Letter From America: Until the Well Runs Dry
My wife, Gay, and I live on a three-acre spread, ten miles outside the City of Troy, population 900. The City boasts a doctor, a dentist, a veterinarian, a library, three schools, a bowling alley, a medium sized grocery store, a variety of eating places, a cinema, a music shop, three second-hand shops, two petrol stations, and no traffic lights, writes Ronnie Bray.
The nearest supermarket is seventy-five miles west in Idaho, so we have adapted to doing without things we want, and make do with what we really
need. Our freezer is stocked with sale meat, and gifts from friends emptying their freezers ready for the hunting season. Our cupboards are crammed with tinned goods from the City grocer's annual case sale.
We sit in our cabin and look through the windows at moose, squirrels, elk, bears, deer, eagles, and other wild life that wanders through our spread. When that becomes wearisome, we turn on our all-region VCR/DVD and watch episodes of The Last of the Summer Wine, Mr Bean, Fawlty Towers, Hobson's Choice, Gilbert and Sullivan, and other reminders of home.
I make a weekly telephone call to my Mother, Louie, occasionally call my sister René, brother Arthur, and try to speak with brother George, who has had a mobile for three years but has not yet discovered how to turn it on!
I call old friends, and enjoy bitter-sweet pain remembering common experiences, recalling the streets we walked, the people we knew, the places
we lived, our friends with whom we laugh and cry recounting triumphs and disappointments, sighting and for days that are gone that live only in our diminishing memories.
Yet, life is good, informed by my Huddersfield Heritage, and gilded by slow days in the wilderness of Montana among a practical ready-to-help people who have not yielded to militant isolationism, but balance cheerful dispositions with that sense of fair play that civilised the West, where the gun and fist had failed. These are people who know the ways of wild things, and for whom hunting and fishing for the table are natural pastimes. We might not have all the comforts of home, or everything we want, but we have all we need.
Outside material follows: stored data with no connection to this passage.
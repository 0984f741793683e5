//! GTM Shop storefront library.
//!
//! Client core of the GTM Shop storefront: the persisted shopping cart,
//! product catalog, and the collaborators behind accounts, orders, and
//! payments. Front ends build an [`state::AppState`] once and drive it.
//!
//! # Architecture
//!
//! - [`cart`] - Cart store with asynchronous, ordered persistence
//! - [`storage`] - Key-value slots (file-backed, in-memory)
//! - [`catalog`] - Bundled product data
//! - [`supabase`] - Hosted backend (auth, REST tables, edge functions)
//! - [`db`] - Typed repositories over the remote store
//! - [`services`] - Auth, checkout, payment, and profile flows

#![cfg_attr(not(test), forbid(unsafe_code))]

pub mod cart;
pub mod catalog;
pub mod config;
pub mod db;
pub mod error;
pub mod models;
pub mod services;
pub mod state;
pub mod storage;
pub mod supabase;
pub mod telemetry;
Except ... well, the water stopped running yesterday. I told Terry, when he called, neighbourly-like, to see how we were coping with minus thirty Centigrade. Terry called Jack, Jack called Bob, and Bob came by to see if he could un-thaw (I know!) the frozen pipes. No joy. I put a 1500-watt heater in the hot water cupboard overnight, and insulated the door, but this morning we still had no water. I decided to try putting a heater in the well house in case frost had frozen the pressure switch open.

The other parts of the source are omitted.